Stored data entries
§ §
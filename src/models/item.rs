//! Harvested items, resume checkpoints and time windows.

use chrono::{DateTime, NaiveDate, Utc};
use serde::{Deserialize, Serialize};

/// A record emitted by the content source.
#[derive(Debug, Clone, PartialEq, Serialize, Deserialize)]
pub struct Item {
    /// Source-assigned identifier, unique within a job
    pub id: String,

    /// Publication time; some records carry none
    #[serde(default)]
    pub timestamp: Option<DateTime<Utc>>,

    /// Raw record as delivered by the source
    #[serde(default)]
    pub payload: serde_json::Value,
}

/// Durable pagination position for one job.
#[derive(Debug, Clone, PartialEq, Eq, Serialize, Deserialize)]
pub struct Checkpoint {
    pub job_key: String,

    /// Opaque pagination token
    pub cursor: String,

    pub updated_at: DateTime<Utc>,
}

impl Checkpoint {
    pub fn new(job_key: impl Into<String>, cursor: impl Into<String>) -> Self {
        Self {
            job_key: job_key.into(),
            cursor: cursor.into(),
            updated_at: Utc::now(),
        }
    }
}

/// Where an item falls relative to the harvest window.
#[derive(Debug, Clone, Copy, PartialEq, Eq)]
pub enum Placement {
    /// Newer than `end`
    TooNew,
    /// Inside `(start, end]`
    Inside,
    /// At or before `start`
    Stale,
}

/// The `(start, end]` time range of interest.
#[derive(Debug, Clone, Copy, PartialEq, Eq)]
pub struct Window {
    pub start: DateTime<Utc>,
    pub end: DateTime<Utc>,
}

impl Window {
    pub fn new(start: DateTime<Utc>, end: DateTime<Utc>) -> Self {
        Self { start, end }
    }

    /// Build a window from optional calendar dates; open ends are unbounded.
    pub fn from_dates(start: Option<NaiveDate>, end: Option<NaiveDate>) -> Self {
        let start = start
            .and_then(|d| d.and_hms_opt(0, 0, 0))
            .map(|dt| dt.and_utc())
            .unwrap_or(DateTime::<Utc>::MIN_UTC);
        let end = end
            .and_then(|d| d.and_hms_nano_opt(23, 59, 59, 999_999_999))
            .map(|dt| dt.and_utc())
            .unwrap_or(DateTime::<Utc>::MAX_UTC);
        Self { start, end }
    }

    pub fn place(&self, timestamp: DateTime<Utc>) -> Placement {
        if timestamp > self.end {
            Placement::TooNew
        } else if timestamp <= self.start {
            Placement::Stale
        } else {
            Placement::Inside
        }
    }
}

impl Window {
    /// Place an item; one without a timestamp is kept as inside the window.
    pub fn place_item(&self, item: &Item) -> Placement {
        item.timestamp
            .map_or(Placement::Inside, |timestamp| self.place(timestamp))
    }
}

impl Default for Window {
    fn default() -> Self {
        Self::from_dates(None, None)
    }
}

#[cfg(test)]
mod tests {
    use super::*;
    use chrono::TimeZone;

    fn at(day: u32) -> DateTime<Utc> {
        Utc.with_ymd_and_hms(2024, 3, day, 12, 0, 0).unwrap()
    }

    #[test]
    fn test_window_boundaries() {
        let window = Window::new(at(10), at(20));
        assert_eq!(window.place(at(21)), Placement::TooNew);
        assert_eq!(window.place(at(20)), Placement::Inside);
        assert_eq!(window.place(at(15)), Placement::Inside);
        assert_eq!(window.place(at(10)), Placement::Stale);
        assert_eq!(window.place(at(1)), Placement::Stale);
    }

    #[test]
    fn test_window_from_dates_covers_whole_end_day() {
        let start = NaiveDate::from_ymd_opt(2024, 3, 10);
        let end = NaiveDate::from_ymd_opt(2024, 3, 20);
        let window = Window::from_dates(start, end);
        assert_eq!(window.place(at(20)), Placement::Inside);
        assert_eq!(window.place(at(10)), Placement::Inside);
        assert_eq!(window.place(at(21)), Placement::TooNew);
    }

    #[test]
    fn test_open_window_accepts_everything() {
        let window = Window::default();
        assert_eq!(window.place(at(1)), Placement::Inside);
    }

    #[test]
    fn test_item_payload_defaults_to_null() {
        let item: Item =
            serde_json::from_str(r#"{"id":"p1","timestamp":"2024-03-15T12:00:00Z"}"#).unwrap();
        assert_eq!(item.id, "p1");
        assert_eq!(item.timestamp, Some(at(15)));
        assert!(item.payload.is_null());
    }

    #[test]
    fn test_item_without_timestamp_is_inside() {
        let item: Item = serde_json::from_str(r#"{"id":"p2","timestamp":null}"#).unwrap();
        assert!(item.timestamp.is_none());
        let window = Window::new(at(10), at(20));
        assert_eq!(window.place_item(&item), Placement::Inside);
    }
}
// src/models/mod.rs

//! Domain models for the harvester.

mod config;
mod item;
mod job;

// Re-export all public types
pub use config::{
    BackoffConfig, Config, CooldownConfig, HarvestConfig, PathsConfig, RateLimitConfig,
    SourceConfig, WorkerConfig,
};
pub use item::{Checkpoint, Item, Placement, Window};
pub use job::{Job, JobFilter, JobState, JobUpdate};
#[cfg(test)]
mod tests {
    use super::*;
    use crate::models::{BackoffConfig, CooldownConfig, Item};
    use crate::source::scripted::{Interruption, ScriptedSource, day, items, undated};
    use crate::storage::{LocalCheckpointStore, LocalItemSink};
    use tempfile::TempDir;

    struct Fixture {
        _tmp: TempDir,
        checkpoints: LocalCheckpointStore,
        sink: LocalItemSink,
        limiter: RateLimiter,
        backoff: BackoffController,
        settings: HarvestConfig,
        window: Window,
    }

    impl Fixture {
        fn new(tolerance: usize) -> Self {
            let tmp = TempDir::new().unwrap();
            Self {
                checkpoints: LocalCheckpointStore::new(tmp.path().join("resume")),
                sink: LocalItemSink::new(tmp.path().join("downloads")),
                _tmp: tmp,
                limiter: RateLimiter::new(1000, Duration::from_secs(900)),
                backoff: BackoffController::new(
                    BackoffConfig {
                        base_secs: 600,
                        factor: 2.0,
                        jitter_ratio: 0.0,
                        max_delay_secs: 3600,
                        max_total_wait_secs: 86_400,
                    },
                    CooldownConfig::disabled(),
                ),
                settings: HarvestConfig {
                    tolerance,
                    item_delay_ms: 0,
                    max_unexpected_responses: 2,
                    unexpected_retry_ms: 10,
                },
                window: Window::new(day(10), day(20)),
            }
        }

        async fn run(
            &mut self,
            source: &ScriptedSource,
            resume: Option<String>,
        ) -> Result<SessionOutcome> {
            HarvestSession::new(
                "group-1",
                self.window,
                &self.settings,
                source,
                &self.limiter,
                &mut self.backoff,
                &self.checkpoints,
                &self.sink,
            )
            .run(resume)
            .await
        }

        async fn stored(&self) -> usize {
            self.sink.count("group-1").await.unwrap()
        }

        async fn checkpoint(&self) -> Option<String> {
            self.checkpoints
                .load("group-1")
                .await
                .unwrap()
                .map(|c| c.cursor)
        }
    }

    fn report_of(outcome: &SessionOutcome) -> &SessionReport {
        match outcome {
            SessionOutcome::Completed { report, .. } | SessionOutcome::NotFound { report, .. } => {
                report
            }
        }
    }

    #[tokio::test]
    async fn test_twenty_inside_then_fifteen_stale() {
        let mut page = items("in", 20, day(15));
        page.extend(items("old", 15, day(5)));
        let source = ScriptedSource::new(vec![page]);
        let mut fx = Fixture::new(10);

        let outcome = fx.run(&source, None).await.unwrap();
        assert!(matches!(
            outcome,
            SessionOutcome::Completed {
                completion: Completion::WindowExhausted,
                ..
            }
        ));
        assert_eq!(report_of(&outcome).persisted, 20);
        assert_eq!(report_of(&outcome).stale, 11);
        assert_eq!(fx.stored().await, 20);
    }

    #[tokio::test]
    async fn test_stops_exactly_when_tolerance_exceeded() {
        // 3 stale (tolerated), 1 inside resets, then 4 stale stops before "late".
        let mut page = items("old-a", 3, day(1));
        page.extend(items("in-a", 1, day(12)));
        page.extend(items("old-b", 4, day(2)));
        page.extend(items("late", 2, day(11)));
        let source = ScriptedSource::new(vec![page]);
        let mut fx = Fixture::new(3);

        let outcome = fx.run(&source, None).await.unwrap();
        let report = report_of(&outcome);
        assert_eq!(report.persisted, 1);
        assert_eq!(report.stale, 7);
        assert_eq!(fx.stored().await, 1);
    }

    #[tokio::test]
    async fn test_too_new_items_are_skipped_without_counting_stale() {
        let page: Vec<Item> = [
            items("new", 30, day(25)),
            items("in", 2, day(15)),
            items("old", 2, day(1)),
        ]
        .concat();
        let source = ScriptedSource::new(vec![page]);
        let mut fx = Fixture::new(2);

        let outcome = fx.run(&source, None).await.unwrap();
        assert!(matches!(
            outcome,
            SessionOutcome::Completed {
                completion: Completion::EndOfStream,
                ..
            }
        ));
        let report = report_of(&outcome);
        assert_eq!(report.skipped_new, 30);
        assert_eq!(report.persisted, 2);
    }

    #[tokio::test]
    async fn test_undated_item_is_kept_with_the_rest_of_its_page() {
        let mut first = items("in", 2, day(15));
        first.push(undated("no-time"));
        first.extend(items("old-a", 2, day(1)));
        first.push(undated("no-time-2"));
        let second = items("old-b", 3, day(2));
        let source = ScriptedSource::new(vec![first, second]);
        let mut fx = Fixture::new(2);

        let outcome = fx.run(&source, None).await.unwrap();
        assert!(matches!(
            outcome,
            SessionOutcome::Completed {
                completion: Completion::WindowExhausted,
                ..
            }
        ));
        let report = report_of(&outcome);
        assert_eq!(report.persisted, 4);
        assert_eq!(report.unexpected, 0);
        assert_eq!(report.stale, 5);
        assert_eq!(fx.stored().await, 4);
    }

    #[tokio::test]
    async fn test_checkpoint_advances_on_every_page_boundary() {
        let pages = (0..3).map(|p| items(&format!("p{p}"), 2, day(15))).collect();
        let source = ScriptedSource::new(pages);
        let mut fx = Fixture::new(10);

        fx.run(&source, None).await.unwrap();
        assert_eq!(
            source.requested(),
            vec![
                None,
                Some(ScriptedSource::cursor(1)),
                Some(ScriptedSource::cursor(2))
            ]
        );
        // The last boundary saved was the move onto page 2.
        assert_eq!(fx.checkpoint().await, Some(ScriptedSource::cursor(2)));
        assert_eq!(fx.stored().await, 6);
    }

    #[tokio::test]
    async fn test_crash_after_boundary_resumes_without_loss_or_duplicates() {
        let pages: Vec<Vec<Item>> = (0..6)
            .map(|p| items(&format!("p{p}"), 5, day(15)))
            .collect();

        // Pages 1-3 succeed; fetching page 4 fails after its boundary was saved.
        let crashing = ScriptedSource::new(pages.clone()).interrupt(4, Interruption::Fail);
        let mut fx = Fixture::new(10);
        let err = fx.run(&crashing, None).await.unwrap_err();
        assert!(matches!(err, AppError::Io(_)));
        assert_eq!(fx.stored().await, 15);
        assert_eq!(fx.checkpoint().await, Some(ScriptedSource::cursor(3)));

        let resumed = ScriptedSource::new(pages);
        let resume_from = fx.checkpoint().await;
        fx.run(&resumed, resume_from).await.unwrap();

        assert_eq!(resumed.requested()[0], Some(ScriptedSource::cursor(3)));
        assert_eq!(resumed.requested().len(), 3);
        assert_eq!(fx.stored().await, 30);
    }

    #[tokio::test]
    async fn test_replaying_a_page_is_idempotent() {
        let pages: Vec<Vec<Item>> = (0..2).map(|p| items(&format!("p{p}"), 4, day(15))).collect();
        let mut fx = Fixture::new(10);

        fx.run(&ScriptedSource::new(pages.clone()), None).await.unwrap();
        let uninterrupted = fx.stored().await;

        // A resume from the last boundary refetches page 1 and rewrites it.
        fx.run(&ScriptedSource::new(pages), Some(ScriptedSource::cursor(1)))
            .await
            .unwrap();
        assert_eq!(fx.stored().await, uninterrupted);
    }

    #[tokio::test(start_paused = true)]
    async fn test_block_on_fifth_fetch_retries_same_cursor() {
        let pages: Vec<Vec<Item>> = (0..6).map(|p| items(&format!("p{p}"), 3, day(15))).collect();
        let source = ScriptedSource::new(pages).interrupt(5, Interruption::Blocked);
        let mut fx = Fixture::new(10);

        let start = tokio::time::Instant::now();
        let outcome = fx.run(&source, None).await.unwrap();

        let requested = source.requested();
        assert_eq!(requested[4], Some(ScriptedSource::cursor(4)));
        assert_eq!(requested[5], Some(ScriptedSource::cursor(4)));
        assert_eq!(requested.len(), 7);
        assert!(start.elapsed() >= Duration::from_secs(600));

        let report = report_of(&outcome);
        assert_eq!(report.blocks, 1);
        assert_eq!(report.persisted, 18);
        assert_eq!(fx.stored().await, 18);
        assert_eq!(fx.backoff.state().consecutive_bans, 0);
    }

    #[tokio::test(start_paused = true)]
    async fn test_unexpected_responses_are_retried() {
        let pages = vec![items("a", 2, day(15)), items("b", 2, day(15))];
        let source = ScriptedSource::new(pages)
            .interrupt(2, Interruption::Unexpected)
            .interrupt(3, Interruption::Unexpected);
        let mut fx = Fixture::new(10);

        let outcome = fx.run(&source, None).await.unwrap();
        assert_eq!(report_of(&outcome).unexpected, 2);
        assert_eq!(fx.stored().await, 4);
    }

    #[tokio::test(start_paused = true)]
    async fn test_too_many_unexpected_responses_flush_checkpoint() {
        let pages = vec![items("a", 2, day(15)), items("b", 2, day(15))];
        let source = ScriptedSource::new(pages)
            .interrupt(2, Interruption::Unexpected)
            .interrupt(3, Interruption::Unexpected)
            .interrupt(4, Interruption::Unexpected);
        let mut fx = Fixture::new(10);

        let err = fx.run(&source, None).await.unwrap_err();
        assert!(matches!(err, AppError::UnexpectedResponse { .. }));
        assert_eq!(fx.checkpoint().await, Some(ScriptedSource::cursor(1)));
    }

    #[tokio::test]
    async fn test_not_found_ends_session() {
        let source =
            ScriptedSource::new(vec![items("a", 2, day(15))]).interrupt(1, Interruption::NotFound);
        let mut fx = Fixture::new(10);

        let outcome = fx.run(&source, None).await.unwrap();
        assert!(matches!(outcome, SessionOutcome::NotFound { .. }));
        assert_eq!(fx.stored().await, 0);
    }

    #[tokio::test]
    async fn test_failure_on_first_page_saves_nothing() {
        let source =
            ScriptedSource::new(vec![items("a", 2, day(15))]).interrupt(1, Interruption::Fail);
        let mut fx = Fixture::new(10);

        assert!(fx.run(&source, None).await.is_err());
        assert_eq!(fx.checkpoint().await, None);
    }
}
§ §
§ **What is being asked**
Wherever a line of the entries holds the string "HarvestConfig", copy that line.

§ **Output of the exercise**
    BackoffConfig, Config, CooldownConfig, HarvestConfig, PathsConfig, RateLimitConfig,
        settings: HarvestConfig,
                settings: HarvestConfig {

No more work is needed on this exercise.